◆ AIM OF THE TASK
Retype every entry in its entirety, without alteration.

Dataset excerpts

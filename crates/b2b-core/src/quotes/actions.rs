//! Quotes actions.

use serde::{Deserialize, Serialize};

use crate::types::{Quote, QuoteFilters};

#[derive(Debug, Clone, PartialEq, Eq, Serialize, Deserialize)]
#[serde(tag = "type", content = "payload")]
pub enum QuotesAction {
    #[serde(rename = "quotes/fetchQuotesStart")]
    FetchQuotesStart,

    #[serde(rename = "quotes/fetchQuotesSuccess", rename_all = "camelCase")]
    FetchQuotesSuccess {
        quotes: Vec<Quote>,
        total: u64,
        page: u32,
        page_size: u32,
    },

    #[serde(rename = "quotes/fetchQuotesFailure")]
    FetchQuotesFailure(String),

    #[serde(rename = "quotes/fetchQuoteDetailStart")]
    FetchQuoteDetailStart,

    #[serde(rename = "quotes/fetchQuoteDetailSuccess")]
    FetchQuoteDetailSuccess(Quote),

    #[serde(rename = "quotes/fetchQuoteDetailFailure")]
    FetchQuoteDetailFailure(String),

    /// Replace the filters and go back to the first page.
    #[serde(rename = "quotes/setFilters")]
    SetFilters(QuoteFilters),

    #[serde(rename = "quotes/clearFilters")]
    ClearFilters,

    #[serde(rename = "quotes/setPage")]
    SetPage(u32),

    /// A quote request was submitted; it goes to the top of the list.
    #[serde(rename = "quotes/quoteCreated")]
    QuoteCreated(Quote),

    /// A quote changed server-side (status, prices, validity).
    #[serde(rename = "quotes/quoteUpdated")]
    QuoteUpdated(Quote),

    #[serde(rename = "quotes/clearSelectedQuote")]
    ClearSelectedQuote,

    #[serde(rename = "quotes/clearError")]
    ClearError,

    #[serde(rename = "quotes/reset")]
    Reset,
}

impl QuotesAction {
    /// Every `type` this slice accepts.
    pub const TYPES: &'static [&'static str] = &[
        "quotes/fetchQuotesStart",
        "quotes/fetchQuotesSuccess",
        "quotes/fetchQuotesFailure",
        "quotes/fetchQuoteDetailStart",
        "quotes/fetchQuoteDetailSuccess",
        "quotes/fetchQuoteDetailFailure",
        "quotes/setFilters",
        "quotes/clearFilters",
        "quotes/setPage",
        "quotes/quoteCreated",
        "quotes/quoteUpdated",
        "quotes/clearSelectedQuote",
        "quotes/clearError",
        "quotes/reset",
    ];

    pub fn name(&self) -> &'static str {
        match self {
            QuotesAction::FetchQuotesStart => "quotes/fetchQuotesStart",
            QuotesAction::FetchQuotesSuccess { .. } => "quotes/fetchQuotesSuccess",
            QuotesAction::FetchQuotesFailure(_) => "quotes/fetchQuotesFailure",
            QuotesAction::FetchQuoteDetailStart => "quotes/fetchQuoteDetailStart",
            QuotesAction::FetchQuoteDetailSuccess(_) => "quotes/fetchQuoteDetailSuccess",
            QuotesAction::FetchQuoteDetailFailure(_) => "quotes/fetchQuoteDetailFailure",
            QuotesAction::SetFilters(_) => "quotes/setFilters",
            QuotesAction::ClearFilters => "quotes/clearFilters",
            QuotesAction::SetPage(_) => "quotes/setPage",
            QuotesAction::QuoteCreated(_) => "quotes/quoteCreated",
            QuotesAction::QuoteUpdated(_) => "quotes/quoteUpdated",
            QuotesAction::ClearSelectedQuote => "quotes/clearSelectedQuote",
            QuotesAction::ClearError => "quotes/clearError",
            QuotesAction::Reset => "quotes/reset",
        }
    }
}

◆ ANSWER FOR THE TASK
filename crates/b2b-core/src/quotes/actions.rs
//! Quotes actions.

use serde::{Deserialize, Serialize};

use crate::types::{Quote, QuoteFilters};

#[derive(Debug, Clone, PartialEq, Eq, Serialize, Deserialize)]
#[serde(tag = "type", content = "payload")]
pub enum QuotesAction {
    #[serde(rename = "quotes/fetchQuotesStart")]
    FetchQuotesStart,

    #[serde(rename = "quotes/fetchQuotesSuccess", rename_all = "camelCase")]
    FetchQuotesSuccess {
        quotes: Vec<Quote>,
        total: u64,
        page: u32,
        page_size: u32,
    },

    #[serde(rename = "quotes/fetchQuotesFailure")]
    FetchQuotesFailure(String),

    #[serde(rename = "quotes/fetchQuoteDetailStart")]
    FetchQuoteDetailStart,

    #[serde(rename = "quotes/fetchQuoteDetailSuccess")]
    FetchQuoteDetailSuccess(Quote),

    #[serde(rename = "quotes/fetchQuoteDetailFailure")]
    FetchQuoteDetailFailure(String),

    /// Replace the filters and go back to the first page.
    #[serde(rename = "quotes/setFilters")]
    SetFilters(QuoteFilters),

    #[serde(rename = "quotes/clearFilters")]
    ClearFilters,

    #[serde(rename = "quotes/setPage")]
    SetPage(u32),

    /// A quote request was submitted; it goes to the top of the list.
    #[serde(rename = "quotes/quoteCreated")]
    QuoteCreated(Quote),

    /// A quote changed server-side (status, prices, validity).
    #[serde(rename = "quotes/quoteUpdated")]
    QuoteUpdated(Quote),

    #[serde(rename = "quotes/clearSelectedQuote")]
    ClearSelectedQuote,

    #[serde(rename = "quotes/clearError")]
    ClearError,

    #[serde(rename = "quotes/reset")]
    Reset,
}

impl QuotesAction {
    /// Every `type` this slice accepts.
    pub const TYPES: &'static [&'static str] = &[
        "quotes/fetchQuotesStart",
        "quotes/fetchQuotesSuccess",
        "quotes/fetchQuotesFailure",
        "quotes/fetchQuoteDetailStart",
        "quotes/fetchQuoteDetailSuccess",
        "quotes/fetchQuoteDetailFailure",
        "quotes/setFilters",
        "quotes/clearFilters",
        "quotes/setPage",
        "quotes/quoteCreated",
        "quotes/quoteUpdated",
        "quotes/clearSelectedQuote",
        "quotes/clearError",
        "quotes/reset",
    ];

    pub fn name(&self) -> &'static str {
        match self {
            QuotesAction::FetchQuotesStart => "quotes/fetchQuotesStart",
            QuotesAction::FetchQuotesSuccess { .. } => "quotes/fetchQuotesSuccess",
            QuotesAction::FetchQuotesFailure(_) => "quotes/fetchQuotesFailure",
            QuotesAction::FetchQuoteDetailStart => "quotes/fetchQuoteDetailStart",
            QuotesAction::FetchQuoteDetailSuccess(_) => "quotes/fetchQuoteDetailSuccess",
            QuotesAction::FetchQuoteDetailFailure(_) => "quotes/fetchQuoteDetailFailure",
            QuotesAction::SetFilters(_) => "quotes/setFilters",
            QuotesAction::ClearFilters => "quotes/clearFilters",
            QuotesAction::SetPage(_) => "quotes/setPage",
            QuotesAction::QuoteCreated(_) => "quotes/quoteCreated",
            QuotesAction::QuoteUpdated(_) => "quotes/quoteUpdated",
            QuotesAction::ClearSelectedQuote => "quotes/clearSelectedQuote",
            QuotesAction::ClearError => "quotes/clearError",
            QuotesAction::Reset => "quotes/reset",
        }
    }
}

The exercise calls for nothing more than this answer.